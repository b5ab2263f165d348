//! Client service.

use crate::validate::validate_business;
use async_trait::async_trait;
use bson::{doc, Document};
use std::sync::Arc;
use tessera_core::fields;
use tessera_core::{id, ListQuery, ListResult, TenantContext, TesseraError, TesseraResult};
use tessera_repository::{BusinessDao, ClientDao};
use tracing::{debug, info};

const RESOURCE: &str = "client";
const ID_PREFIX: &str = "clnt";

/// Client service trait.
#[async_trait]
pub trait ClientService: Send + Sync {
    /// Lists client records with filter, sort, and pagination.
    async fn list(&self, query: &ListQuery) -> TesseraResult<ListResult>;

    /// Gets a client record by id.
    async fn get(&self, client_id: &str) -> TesseraResult<Document>;

    /// Finds the first client record matching a caller filter.
    async fn find(&self, filter: &str) -> TesseraResult<Document>;

    /// Creates a client record.
    async fn create(&self, data: Document) -> TesseraResult<Document>;

    /// Updates a client record; key fields in the payload are ignored.
    async fn update(&self, client_id: &str, data: Document) -> TesseraResult<Document>;

    /// Deletes a client record, softly unless `permanent`.
    async fn delete(&self, client_id: &str, permanent: bool) -> TesseraResult<()>;

    /// Permanently deletes every client record in the tenant scope;
    /// returns the deleted count.
    async fn delete_all(&self) -> TesseraResult<u64>;
}

/// Client service implementation.
pub struct ClientServiceImpl {
    dao: Arc<dyn ClientDao>,
    ctx: TenantContext,
}

impl ClientServiceImpl {
    /// Creates the service after validating the tenant context.
    pub async fn new(
        dao: Arc<dyn ClientDao>,
        business_dao: Arc<dyn BusinessDao>,
        ctx: TenantContext,
    ) -> TesseraResult<Self> {
        validate_business(business_dao.as_ref(), &ctx).await?;
        Ok(Self { dao, ctx })
    }
}

#[async_trait]
impl ClientService for ClientServiceImpl {
    async fn list(&self, query: &ListQuery) -> TesseraResult<ListResult> {
        debug!("Listing client records");
        self.dao.list(query).await
    }

    async fn get(&self, client_id: &str) -> TesseraResult<Document> {
        debug!("Getting client record {}", client_id);
        self.dao
            .get(client_id)
            .await?
            .ok_or_else(|| TesseraError::not_found(RESOURCE, client_id))
    }

    async fn find(&self, filter: &str) -> TesseraResult<Document> {
        debug!("Finding client record");
        self.dao
            .find(filter)
            .await?
            .ok_or_else(|| TesseraError::not_found(RESOURCE, filter))
    }

    async fn create(&self, mut data: Document) -> TesseraResult<Document> {
        let client_id = match data.get_str(fields::CLIENT_ID) {
            Ok(supplied) => id::normalize(supplied),
            Err(_) => id::generate(ID_PREFIX),
        };
        debug!("Creating client record {}", client_id);

        data.insert(fields::CLIENT_ID, client_id.clone());
        data.insert(fields::BUSINESS_ID, self.ctx.business_id());

        if self.dao.get(&client_id).await?.is_some() {
            return Err(TesseraError::duplicate_id(RESOURCE, client_id));
        }

        let created = self.dao.create(data).await?;
        info!("Client record created: {}", client_id);
        Ok(created)
    }

    async fn update(&self, client_id: &str, mut data: Document) -> TesseraResult<Document> {
        debug!("Updating client record {}", client_id);

        self.dao
            .get(client_id)
            .await?
            .ok_or_else(|| TesseraError::not_found(RESOURCE, client_id))?;

        // Key fields are immutable
        data.remove(fields::CLIENT_ID);
        data.remove(fields::BUSINESS_ID);

        let updated = self.dao.update(client_id, data).await?;
        info!("Client record updated: {}", client_id);
        Ok(updated)
    }

    async fn delete(&self, client_id: &str, permanent: bool) -> TesseraResult<()> {
        debug!(
            "Deleting client record {} (permanent: {})",
            client_id, permanent
        );

        if permanent {
            let deleted = self.dao.delete(client_id).await?;
            if deleted == 0 {
                return Err(TesseraError::not_found(RESOURCE, client_id));
            }
        } else {
            self.update(client_id, doc! { fields::IS_DELETED: true })
                .await?;
        }

        info!("Client record deleted: {}", client_id);
        Ok(())
    }

    async fn delete_all(&self) -> TesseraResult<u64> {
        debug!("Deleting all client records");
        let deleted = self.dao.delete_all().await?;
        info!("Deleted {} client records", deleted);
        Ok(deleted)
    }
}

impl std::fmt::Debug for ClientServiceImpl {
    fn fmt(&self, f: &mut std::fmt::Formatter<'_>) -> std::fmt::Result {
        f.debug_struct("ClientServiceImpl").finish_non_exhaustive()
    }
}

#[cfg(test)]
mod tests {
    use super::*;
    use crate::test_support::{business_dao_with, MemoryClientDao};

    async fn service(dao: Arc<MemoryClientDao>) -> ClientServiceImpl {
        ClientServiceImpl::new(
            dao,
            business_dao_with(&["business003"]),
            TenantContext::new("business003").unwrap(),
        )
        .await
        .unwrap()
    }

    #[tokio::test]
    async fn test_create_and_list() {
        let dao = MemoryClientDao::new();
        let service = service(Arc::clone(&dao)).await;

        service.create(doc! { "client_name": "Acme" }).await.unwrap();
        service.create(doc! { "client_name": "Globex" }).await.unwrap();

        let result = service.list(&ListQuery::new()).await.unwrap();
        assert_eq!(result.summary.result_size, 2);
    }

    #[tokio::test]
    async fn test_create_rejects_duplicate_id() {
        let dao = MemoryClientDao::new();
        let service = service(Arc::clone(&dao)).await;

        service.create(doc! { "client_id": "clnt01" }).await.unwrap();
        let result = service.create(doc! { "client_id": "clnt01" }).await;
        assert!(matches!(result, Err(TesseraError::DuplicateId { .. })));
    }

    #[tokio::test]
    async fn test_soft_delete_then_restore_via_dao() {
        let dao = MemoryClientDao::new();
        let service = service(Arc::clone(&dao)).await;

        service.create(doc! { "client_id": "clnt01" }).await.unwrap();
        service.delete("clnt01", false).await.unwrap();
        assert!(matches!(
            service.get("clnt01").await,
            Err(TesseraError::NotFound { .. })
        ));

        // Soft delete is a flag flip: flipping it back restores visibility
        dao.update("clnt01", doc! { "is_deleted": false }).await.unwrap();
        assert!(service.get("clnt01").await.is_ok());
    }
}
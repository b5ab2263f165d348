//! Dashboard DAO (MongoDB).

use crate::dao::DashboardDao;
use crate::handle::DatabaseHandle;
use crate::mongo::common;
use async_trait::async_trait;
use bson::{doc, Document};
use mongodb::Collection;
use std::sync::Arc;
use tessera_core::fields::{self, coll};
use tessera_core::{TenantContext, TesseraResult};
use tracing::debug;

/// Leave types broken out on the dashboard.
const LEAVE_TYPES: [(&str, &str); 4] = [
    ("leave", "Leave"),
    ("permission", "Permission"),
    ("sick_leave", "sick Leave"),
    ("casual_leave", "Casual Leave"),
];

/// MongoDB dashboard DAO.
#[derive(Debug, Clone)]
pub struct MongoDashboardDao {
    handle: Arc<DatabaseHandle>,
    ctx: TenantContext,
}

impl MongoDashboardDao {
    /// Creates a dashboard DAO scoped to the given tenant (and staff
    /// member, when the context carries one).
    #[must_use]
    pub fn new(handle: Arc<DatabaseHandle>, ctx: TenantContext) -> Self {
        Self { handle, ctx }
    }

    fn collection(&self) -> Collection<Document> {
        self.handle.collection(coll::HR_LEAVES)
    }
}

#[async_trait]
impl DashboardDao for MongoDashboardDao {
    async fn dashboard_data(&self) -> TesseraResult<Document> {
        debug!(
            "Collecting dashboard data for business {}",
            self.ctx.business_id()
        );

        let collection = self.collection();
        let scope = common::staff_scope(Document::new(), &self.ctx);

        let total_leave = collection.count_documents(scope.clone()).await?;

        let mut data = doc! { "total_leave": total_leave as i64 };
        for (key, leave_type) in LEAVE_TYPES {
            let mut filter = scope.clone();
            filter.insert(fields::LEAVE_TYPE, leave_type);
            let count = collection.count_documents(filter).await?;
            data.insert(key, count as i64);
        }

        Ok(data)
    }
}
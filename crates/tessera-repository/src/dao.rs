//! DAO trait definitions.
//!
//! One trait per collection. `get`/`find` return `None` on a miss; mapping
//! a miss to an error is the service layer's decision.

use async_trait::async_trait;
use bson::Document;
use tessera_core::{ListQuery, ListResult, TesseraResult};

/// Staff DAO.
#[async_trait]
pub trait StaffDao: Send + Sync {
    /// Lists staff records with filter, sort, and pagination.
    async fn list(&self, query: &ListQuery) -> TesseraResult<ListResult>;

    /// Gets a staff record by id.
    async fn get(&self, staff_id: &str) -> TesseraResult<Option<Document>>;

    /// Finds the first staff record matching a caller filter.
    async fn find(&self, filter: &str) -> TesseraResult<Option<Document>>;

    /// Creates a staff record.
    async fn create(&self, data: Document) -> TesseraResult<Document>;

    /// Updates a staff record by id.
    async fn update(&self, staff_id: &str, data: Document) -> TesseraResult<Document>;

    /// Permanently deletes a staff record; returns the deleted count.
    async fn delete(&self, staff_id: &str) -> TesseraResult<u64>;
}

/// Attendance DAO.
#[async_trait]
pub trait AttendanceDao: Send + Sync {
    /// Lists attendance records with filter, sort, and pagination.
    async fn list(&self, query: &ListQuery) -> TesseraResult<ListResult>;

    /// Gets an attendance record by id.
    async fn get(&self, attendance_id: &str) -> TesseraResult<Option<Document>>;

    /// Finds the first attendance record matching a caller filter.
    async fn find(&self, filter: &str) -> TesseraResult<Option<Document>>;

    /// Creates an attendance record.
    async fn create(&self, data: Document) -> TesseraResult<Document>;

    /// Updates an attendance record by id.
    async fn update(&self, attendance_id: &str, data: Document) -> TesseraResult<Document>;

    /// Permanently deletes an attendance record; returns the deleted count.
    async fn delete(&self, attendance_id: &str) -> TesseraResult<u64>;
}

/// Leave DAO.
#[async_trait]
pub trait LeaveDao: Send + Sync {
    /// Lists leave records, each enriched with staff info.
    async fn list(&self, query: &ListQuery) -> TesseraResult<ListResult>;

    /// Gets a leave record by id.
    async fn get(&self, leave_id: &str) -> TesseraResult<Option<Document>>;

    /// Finds the first leave record matching a caller filter.
    async fn find(&self, filter: &str) -> TesseraResult<Option<Document>>;

    /// Creates a leave record.
    async fn create(&self, data: Document) -> TesseraResult<Document>;

    /// Updates a leave record by id.
    async fn update(&self, leave_id: &str, data: Document) -> TesseraResult<Document>;

    /// Permanently deletes a leave record; returns the deleted count.
    async fn delete(&self, leave_id: &str) -> TesseraResult<u64>;
}

/// Shift DAO.
#[async_trait]
pub trait ShiftDao: Send + Sync {
    /// Lists shift records with filter, sort, and pagination.
    async fn list(&self, query: &ListQuery) -> TesseraResult<ListResult>;

    /// Gets a shift record by id.
    async fn get(&self, shift_id: &str) -> TesseraResult<Option<Document>>;

    /// Finds the first shift record matching a caller filter.
    async fn find(&self, filter: &str) -> TesseraResult<Option<Document>>;

    /// Creates a shift record.
    async fn create(&self, data: Document) -> TesseraResult<Document>;

    /// Updates a shift record by id.
    async fn update(&self, shift_id: &str, data: Document) -> TesseraResult<Document>;

    /// Permanently deletes a shift record; returns the deleted count.
    async fn delete(&self, shift_id: &str) -> TesseraResult<u64>;
}

/// Project DAO.
#[async_trait]
pub trait ProjectDao: Send + Sync {
    /// Lists project records, each enriched with client info.
    async fn list(&self, query: &ListQuery) -> TesseraResult<ListResult>;

    /// Gets a project record by id, enriched with client info.
    async fn get(&self, project_id: &str) -> TesseraResult<Option<Document>>;

    /// Finds the first project record matching a caller filter.
    async fn find(&self, filter: &str) -> TesseraResult<Option<Document>>;

    /// Creates a project record.
    async fn create(&self, data: Document) -> TesseraResult<Document>;

    /// Updates a project record by id.
    async fn update(&self, project_id: &str, data: Document) -> TesseraResult<Document>;

    /// Permanently deletes a project record; returns the deleted count.
    async fn delete(&self, project_id: &str) -> TesseraResult<u64>;

    /// Permanently deletes every project record in the tenant scope.
    async fn delete_all(&self) -> TesseraResult<u64>;
}

/// Client DAO.
#[async_trait]
pub trait ClientDao: Send + Sync {
    /// Lists client records with filter, sort, and pagination.
    async fn list(&self, query: &ListQuery) -> TesseraResult<ListResult>;

    /// Gets a client record by id.
    async fn get(&self, client_id: &str) -> TesseraResult<Option<Document>>;

    /// Finds the first client record matching a caller filter.
    async fn find(&self, filter: &str) -> TesseraResult<Option<Document>>;

    /// Creates a client record.
    async fn create(&self, data: Document) -> TesseraResult<Document>;

    /// Updates a client record by id.
    async fn update(&self, client_id: &str, data: Document) -> TesseraResult<Document>;

    /// Permanently deletes a client record; returns the deleted count.
    async fn delete(&self, client_id: &str) -> TesseraResult<u64>;

    /// Permanently deletes every client record in the tenant scope.
    async fn delete_all(&self) -> TesseraResult<u64>;
}

/// Hours-factor profile DAO.
#[async_trait]
pub trait HoursFactorDao: Send + Sync {
    /// Lists hours-factor profiles with filter, sort, and pagination.
    async fn list(&self, query: &ListQuery) -> TesseraResult<ListResult>;

    /// Gets an hours-factor profile by id.
    async fn get(&self, hours_factor_id: &str) -> TesseraResult<Option<Document>>;

    /// Finds the first hours-factor profile matching a caller filter.
    async fn find(&self, filter: &str) -> TesseraResult<Option<Document>>;

    /// Creates an hours-factor profile.
    async fn create(&self, data: Document) -> TesseraResult<Document>;

    /// Updates an hours-factor profile by id.
    async fn update(&self, hours_factor_id: &str, data: Document) -> TesseraResult<Document>;

    /// Permanently deletes an hours-factor profile; returns the deleted count.
    async fn delete(&self, hours_factor_id: &str) -> TesseraResult<u64>;

    /// Permanently deletes every hours-factor profile in the tenant scope.
    async fn delete_all(&self) -> TesseraResult<u64>;
}

/// Reports DAO.
#[async_trait]
pub trait ReportsDao: Send + Sync {
    /// Builds the per-staff, per-day attendance summary.
    async fn attendance_summary(&self, query: &ListQuery) -> TesseraResult<ListResult>;
}

/// Dashboard DAO.
#[async_trait]
pub trait DashboardDao: Send + Sync {
    /// Returns leave counts for the dashboard.
    async fn dashboard_data(&self) -> TesseraResult<Document>;
}

/// Business DAO over the platform tenant registry.
#[async_trait]
pub trait BusinessDao: Send + Sync {
    /// Gets a business record by id.
    async fn get(&self, business_id: &str) -> TesseraResult<Option<Document>>;
}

- - - - - - -

■ TASK ■
All lines above holding the word "Send" make up the answer; copy each one.

■ TASK RESPONSE ■
pub trait ClientService: Send + Sync {
pub trait StaffDao: Send + Sync {
pub trait AttendanceDao: Send + Sync {
pub trait LeaveDao: Send + Sync {
pub trait ShiftDao: Send + Sync {
pub trait ProjectDao: Send + Sync {
pub trait ClientDao: Send + Sync {
pub trait HoursFactorDao: Send + Sync {
pub trait ReportsDao: Send + Sync {
pub trait DashboardDao: Send + Sync {
pub trait BusinessDao: Send + Sync {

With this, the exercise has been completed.